Re: accounting for memory used for BufFile during hash joins

From: Robert Haas <robertmhaas(at)gmail(dot)com>
To: Thomas Munro <thomas(dot)munro(at)gmail(dot)com>
Cc: Melanie Plageman <melanieplageman(at)gmail(dot)com>, Tomas Vondra <tomas(dot)vondra(at)2ndquadrant(dot)com>, hackers <pgsql-hackers(at)postgresql(dot)org>
Subject: Re: accounting for memory used for BufFile during hash joins
Date: 2019-07-11 17:16:11
Message-ID: CA+TgmoYqpbzC1g+y0bxDFkpM60Kr2fnn0hVvT-RfVWonRY2dMA@mail.gmail.com
Views: Raw Message | Whole Thread | Download mbox | Resend email
Thread:
Lists: pgsql-hackers

On Mon, May 6, 2019 at 9:49 PM Thomas Munro <thomas(dot)munro(at)gmail(dot)com> wrote:
> Stepping back a bit, I think there is something fishy about the way we
> detect extreme skew. Is that a factor in this case? Right now we
> wait until we have a batch that gets split into child batches
> containing exactly 0% and 100% of the tuples before we give up.
> Previously I had thought of that as merely a waste of time, but
> clearly it's also a waste of unmetered memory. Oops.
>
> I think our extreme skew detector should go off sooner, because
> otherwise if you have N nicely distributed unique keys and also M
> duplicates of one bad egg key that'll never fit in memory, we keep
> repartitioning until none of the N keys fall into the batch containing
> the key for the M duplicates before we give up! You can use
> balls-into-bins maths to figure out the number, but I think that means
> we expect to keep splitting until we have N * some_constant batches,
> and that's just silly and liable to create massive numbers of
> partitions proportional to N, even though we're trying to solve a
> problem with M. In another thread I suggested we should stop when
> (say) 95% of the tuples go to one child batch. I'm not sure how you
> pick the number.

Another thing that is fishy about this is that we can't split a batch
or a bucket without splitting them all. Let's say that nbatches *
nbuckets = 16 million. One bucket in one batch contains 90% of the
tuples. Splitting *that* bucket might be a good idea if only 5% of the
tuples end up moving, perhaps even if only 1% end up moving. But, if
you have to double the total number of batches to get that benefit,
it's a lot less compelling, because now you have to rescan the outer
side more times.

I wonder whether we should be dividing things into batches unevenly,
based on the distribution of tuples we've seen so far. For example,
suppose we've gotten to 1024 buckets and that's all we can fit in
memory. If we decide to go to 2 batches, we'll use the next bit of the
hash key to decide which things go into batch 0 and which things go
into batch 1. But if we know that 50% of the data is in bucket 17, why
are we not making bucket 17 into a batch and everything else into
another batch? Then, when we process the batch that was derived from
bucket-17, we can use 10 completely new bits from the hash key to
slice the data from that bucket as finely as possible.

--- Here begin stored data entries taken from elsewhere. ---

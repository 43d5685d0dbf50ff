//! Container daemon connection
//!
//! One place decides how daemon errors map onto the engine's taxonomy:
//! connection-level failures surface as `DaemonUnavailable` so callers can
//! show an actionable message instead of a generic 500.

use bollard::Docker;
use dockhand_foundation::{DaemonConfig, Error, Result};
use tracing::debug;

/// Connect to the container daemon and verify it responds
pub async fn connect(config: &DaemonConfig) -> Result<Docker> {
    let docker = match &config.socket {
        Some(path) => Docker::connect_with_socket(
            path,
            config.connect_timeout_secs,
            bollard::API_DEFAULT_VERSION,
        ),
        None => Docker::connect_with_local_defaults(),
    }
    .map_err(|e| Error::DaemonUnavailable(e.to_string()))?;

    docker
        .ping()
        .await
        .map_err(|e| Error::DaemonUnavailable(e.to_string()))?;

    debug!(socket = ?config.socket, "Connected to container daemon");
    Ok(docker)
}

/// Whether a daemon error is a plain 404
pub fn is_not_found(error: &bollard::errors::Error) -> bool {
    matches!(
        error,
        bollard::errors::Error::DockerResponseServerError {
            status_code: 404,
            ..
        }
    )
}

/// Map a daemon call failure into the engine taxonomy
pub fn provisioning_error(context: &str, error: bollard::errors::Error) -> Error {
    Error::Provisioning(format!("{}: {}", context, error))
}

Now the bucket might be entirely duplicates, in which case no number
of additional bits will help. However, even in that case it's still a
good idea to make it its own batch, and then use some other algorithm
to process that batch. And if it's *not* entirely duplicates, but
there are say 2 or 3 really common values that unluckily hash to the
same bucket, then being able to use a lot more bits for that portion
of the data gives us the best chance of managing to spread it out into
different buckets.

Similarly, if we split the hash join into four batches, and batch 0
fits in memory but batch 1 does not, we cannot further split batch 1
without splitting batch 2 and batch 3 also. That's not good either,
because those batches might be small and not need splitting.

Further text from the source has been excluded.